The SCV’s big employers at the time, he remembered, were Thatcher Glass, Bermite Powder Co. and The Newhall Land and Farming Co., which was about to launch its new town of Valencia.
Fuller had a particular memory of the birth of Valencia, which started with the Old Orchard Shopping Center in 1965, the year Fuller was chamber president.
“Heavy rains came in November, which was unusual, and all of that water just poured into the parking lot,” he said. “The county flood control (district) hadn’t built the retaining basin south of there to retain the water out of Wildwood Canyon.”
“I’ll always remember that the stores had about a foot of water in them,” he said. “The fellow who ran the toy store was just fit to be tied.”
Grocery shopping was done at Safeway, now Tresierras Supermarket on Main Street. Wife Eleanor had a hard time negotiating their children, ages 2 and 5, through the narrow aisles.

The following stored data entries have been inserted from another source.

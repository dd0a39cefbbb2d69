use chrono::{NaiveDate, NaiveDateTime, NaiveTime};
use serde::{Deserialize, Serialize};

use super::enums::{AppointmentStatus, SessionType};

#[derive(Debug, Clone, PartialEq, Eq, Serialize, Deserialize)]
pub struct StudentRef {
    pub id: i64,
    pub name: String,
}

#[derive(Debug, Clone, PartialEq, Eq, Serialize, Deserialize)]
pub struct CounselorRef {
    pub id: i64,
    pub name: String,
    pub specialization: String,
}

#[derive(Debug, Clone, PartialEq, Eq, Serialize, Deserialize)]
pub struct TimeSlot {
    pub date: NaiveDate,
    pub start: NaiveTime,
    pub end: Option<NaiveTime>,
    pub location: String,
}

impl TimeSlot {
    pub fn starts_at(&self) -> NaiveDateTime {
        self.date.and_time(self.start)
    }
}

#[derive(Debug, Clone, PartialEq, Eq, Serialize, Deserialize)]
pub struct AppointmentNote {
    pub title: String,
    pub body: String,
    pub date: NaiveDate,
}

#[derive(Debug, Clone, PartialEq, Eq, Serialize, Deserialize)]
pub struct Appointment {
    pub id: i64,
    pub student: StudentRef,
    pub counselor: CounselorRef,
    pub time: TimeSlot,
    pub session_type: SessionType,
    pub status: AppointmentStatus,
    pub notes: Vec<AppointmentNote>,
}

impl Appointment {
    /// A claim may be started once the session is marked completed or its
    /// scheduled start is strictly in the past.
    pub fn is_claimable(&self, now: NaiveDateTime) -> bool {
        self.status == AppointmentStatus::Completed || self.time.starts_at() < now
    }
}
pub mod catalog;
pub mod claims;
pub mod config;
pub mod core_state;
pub mod db;
pub mod models;
pub mod store;

use tracing_subscriber::EnvFilter;

pub use claims::{ClaimError, ClaimWorkflow, EntryContext, WorkflowStep};
pub use core_state::CoreState;

/// Install the global tracing subscriber. `RUST_LOG` overrides the default
/// filter. Safe to call more than once; later calls are no-ops.
pub fn init_tracing() {
    let installed = tracing_subscriber::fmt()
        .with_env_filter(
            EnvFilter::try_from_default_env()
                .unwrap_or_else(|_| EnvFilter::new(config::default_log_filter())),
        )
        .try_init()
        .is_ok();

    if installed {
        tracing::info!("{} starting v{}", config::APP_NAME, config::APP_VERSION);
    }
}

“I kept telling her there was a mall coming. Well, it came, but it was a few years later,” he said with a laugh.
The Valencia mall opened 30 years later, in 1992.
Monthly chamber meetings were held at the Newhall Bowl on Lyons Avenue, and the menu never varied from roast beef. Many chamber leaders were Rotarians, Fuller remembered, and in the days before cityhood in 1987, the chamber and the service clubs “kind of filled the role of the city,” he said.
Actually “chambers,” plural, because Canyon Country had its own until the two chambers merged to form the SCV Chamber in 1995. The dividing line, Fuller said, was the L.A. Aqueduct pipeline where it crosses Soledad Canyon Road (at today’s Center Pointe Business Park).
Fuller draws a raffle ticket at a Henry Mayo Hospital fundraiser in 1980.
One seed that germinated within the chambers of commerce was the desire for a bigger hospital. The need became clear in October 1962 when a major bus crash killed one and injured 19, and the private Santa Clarita Hospital on Soledad couldn’t handle them all.
The Lutheran Hospital Society teamed up with Newhall Land and devised a plan to build the SCV’s first nonprofit community hospital. LHS purchased Santa Clarita Hospital (then called Inter-Valley) and renamed it Hillside; meanwhile, Newhall Land donated $1.6 million and 25 acres along McBean Parkway.
Somebody would need to raise the rest of the $8.5 million construction cost.
“The Lutheran Hospital Society, The Newhall Land and Farming Co. and (Municipal Court Judge) Adrian Adams brought together a group of about 25 people to be the board, and that’s how the hospital got started,” Fuller remembered.
Treasurer of the group was the man with the financial know-how from Valley Federal Savings – John Fuller. With help from numerous volunteers, the board raised the money and opened the hospital five years later, naming it for town founder Henry Mayo Newhall. Fuller remained active until recently with the hospital volunteers.
Fuller, who turned 80 on Sept. 7, had been in ill health for some time, his daughter Jane Deitz said Sunday. He is survived by his widow, Eleanor; daughter Jane and sons Bruce and Steve; brothers Robert and Ernest; as well as six grandchildren and one great-grandchild.
Services will be held Saturday, Jan. 11, 2014, at 11 a.m. at Newhall Presbyterian Church, 24317 N. Newhall Ave.